Angular File Structure
Angular is a single page application. Our single page is index.html file. It has a tag called <app-root>
in the body tag. This is an Angular component that will be loaded into our index.html when the app is running. If we inspect the page that is created on running the app, we can see 5 javascript files that were created when we compiled and ran the application. What happens behind the scenes when we run the application is : These js file references get injected into our index.html page by a utility called web pack. Angular does this itself.
Web Pack - Webpack is a popular module bundler, a tool for bundling application source code in convenient chunks and for loading that code from a server into a browser.
- Component
<app-root>
is our app.component file present in the src->app->app.component.ts. This component has a class named AppComponent. It has a decorator @Component
. Typescript supports decorators. This is a way of giving a normal class extra powers. Here, it gives a class the ability to be an Angular component. This provides configuration meta data that determines how the component should be processed, instantiated, and used at runtime. Component is the basics UI building block of an Angular application. Components will provide the data for the view inside the browser. Each component has:
- selector
- templateUrl
- styleUrls
Angular components will always create seperate files for the html and css files (to make it more structured). We can pass data from our component.ts to our view component.html. This is done using interpolation ``````
1
2
3
4
5
6
7
8
9
10
import { Component } from '@angular/core';
@Component({
selector: 'app-root',
templateUrl: './app.component.html',
styleUrls: ['./app.component.css']
})
export class AppComponent {
title = 'client';
}
How does Angular provide the app.component to the index.html. How is it bootstrapped?

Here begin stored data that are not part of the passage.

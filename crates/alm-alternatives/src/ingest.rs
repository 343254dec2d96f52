//! Building fragment trees from a host component tree.

use alm_core::{Area, Cookie, Direction, Fragment, IngestError, Item, MeasureProvider};

/// Container kind that becomes a fragment.
pub const LINEAR_LAYOUT: &str = "LinearLayout";
/// Attribute holding a container's direction.
pub const ORIENTATION: &str = "orientation";

#[derive(Debug, Clone, PartialEq, Eq)]
pub struct ParserOptions {
    /// Component kind treated as a fragment; everything else is a leaf.
    pub container_kind: String,
    /// Reject orientation values other than `horizontal` and `vertical`
    /// instead of falling back to horizontal.
    pub strict_orientation: bool,
}

impl Default for ParserOptions {
    fn default() -> Self {
        Self {
            container_kind: LINEAR_LAYOUT.to_string(),
            strict_orientation: false,
        }
    }
}

/// Turns component trees into fragment trees, measuring every leaf.
#[derive(Debug, Clone)]
pub struct LayoutParser<M> {
    measure: M,
    options: ParserOptions,
}

impl<M: MeasureProvider> LayoutParser<M> {
    pub fn new(measure: M) -> Self {
        Self::with_options(measure, ParserOptions::default())
    }

    pub fn with_options(measure: M, options: ParserOptions) -> Self {
        Self { measure, options }
    }

    pub fn options(&self) -> &ParserOptions {
        &self.options
    }

    /// Parse a component into an area or a fragment.
    pub fn parse(&self, component: &Cookie) -> Result<Item, IngestError> {
        if component.kind != self.options.container_kind {
            let measurement = self.measure.measure(component);
            return Ok(Item::Area(Area::from_component(component.clone(), measurement)));
        }

        let direction = self.direction(component)?;
        let mut fragment = Fragment::new(direction).with_cookie(component.clone());
        for child in &component.children {
            fragment.push(self.parse(child)?);
        }
        Ok(Item::Fragment(fragment))
    }

    /// Parse a container component into a fragment.
    pub fn parse_fragment(&self, component: &Cookie) -> Result<Fragment, IngestError> {
        match self.parse(component)? {
            Item::Fragment(fragment) => Ok(fragment),
            Item::Area(_) => Err(IngestError::NotAContainer {
                kind: component.kind.clone(),
            }),
        }
    }

    fn direction(&self, component: &Cookie) -> Result<Direction, IngestError> {
        match component.attribute(ORIENTATION) {
            None | Some("horizontal") => Ok(Direction::Horizontal),
            Some("vertical") => Ok(Direction::Vertical),
            Some(value) if self.options.strict_orientation => Err(IngestError::UnknownOrientation {
                kind: component.kind.clone(),
                value: value.to_string(),
            }),
            Some(value) => {
                tracing::debug!(kind = %component.kind, value, "unknown orientation, using horizontal");
                Ok(Direction::Horizontal)
            }
        }
    }
}
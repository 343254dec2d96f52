//! One-to-two column split.

use alm_core::{Direction, Fragment, Item};

use crate::trafo::{keep_cookie, Alternative, Transformation};

/// Splits a horizontal run into two vertical groups under a vertical parent.
///
/// `h(a,b,c,d,e)` becomes `v(v(a,b,c),v(d,e))`: the first group takes the
/// larger half. Leaf order is kept. A half that is already a single vertical
/// fragment is used as the group directly.
#[derive(Debug, Clone, Copy, Default)]
pub struct ColumnTrafo;

impl Transformation for ColumnTrafo {
    fn name(&self) -> &'static str {
        "column"
    }

    fn is_applicable(&self, fragment: &Fragment) -> bool {
        fragment.is_horizontal() && fragment.len() >= 2
    }

    fn apply(&self, fragment: &Fragment) -> Vec<Alternative> {
        if !self.is_applicable(fragment) {
            return Vec::new();
        }

        let split = fragment.len().div_ceil(2);
        let (first, second) = fragment.items().split_at(split);
        let columns = [first, second].map(|items| match items {
            [item @ Item::Fragment(inner)] if inner.is_vertical() => item.clone(),
            _ => Item::Fragment(Fragment::with_items(Direction::Vertical, items.to_vec())),
        });
        let result = keep_cookie(fragment, Fragment::with_items(Direction::Vertical, columns));
        vec![Alternative::new(result, 1.0)]
    }
}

The browser doesn’t know what <app-root>
tag is and it gets this from the js files.
- Module
Every Angular application should have atleast one module. In a standard angular file, it is app.module.ts
file. Inside it we have a decorator @NgModule
to tell angular that this is an Angular module. Angular module file has:
- declarations
- imports
- providers
- bootstrap
The module file declares the components that are available in our application. They will be in the declaration array. We can import other angular modules into the app.module in the imports array. We also have a bootstrap element to bootstrap any components when our application loads. The AppComponent is bootstrapped when the module file app.module.ts is bootstrapped. The AppComponent file is the one we see in the index.html file.
1
2
3
4
5
6
7
8
9
10
11
12
13
14
15
16
17
18
import { NgModule } from '@angular/core';
import { BrowserModule } from '@angular/platform-browser';
import { AppRoutingModule } from './app-routing.module';
import { AppComponent } from './app.component';
@NgModule({
declarations: [
AppComponent
],
imports: [
BrowserModule,
AppRoutingModule
],
providers: [],
bootstrap: [AppComponent]
})
export class AppModule { }
- Main.ts
How is the app.module.ts file bootstrapped? The main.ts file has platformbrowserdynamic which is responsible for providing the code to bootstrap our AppModule. Once the AppModule is bootstrapped by the main.ts, it then bootstraps the AppComponent. AppComponent is called in index.html with the selector <app-root>
.
Typescript gets it’s configuration from tsconfig.json
file
- Angular.json
It provides necessary configurations to angular cli. We provide extra scripts, styles to our app in this file. While building the app, the builder looks at this file to find the entry point of the application which is main.ts which bootstraps AppModule.
Setting up VSCode for Angular development
Useful extensions for better angular development on VSCode are:
- Angular Language Service
- Angular Snippets
- Brackets pair colorizer
Lifecycle Events/Lifecycle Hooks
Angular has different lifecycle events. A component instance has a lifecycle that starts when an Angular instantiates the component class and renders the component view along with its child views. The lifecycle ends when Angular destroys the component instance and removes its rendered template from the DOM. We can use lifecycle hook methods to tap into key events int he lifecycle of a component.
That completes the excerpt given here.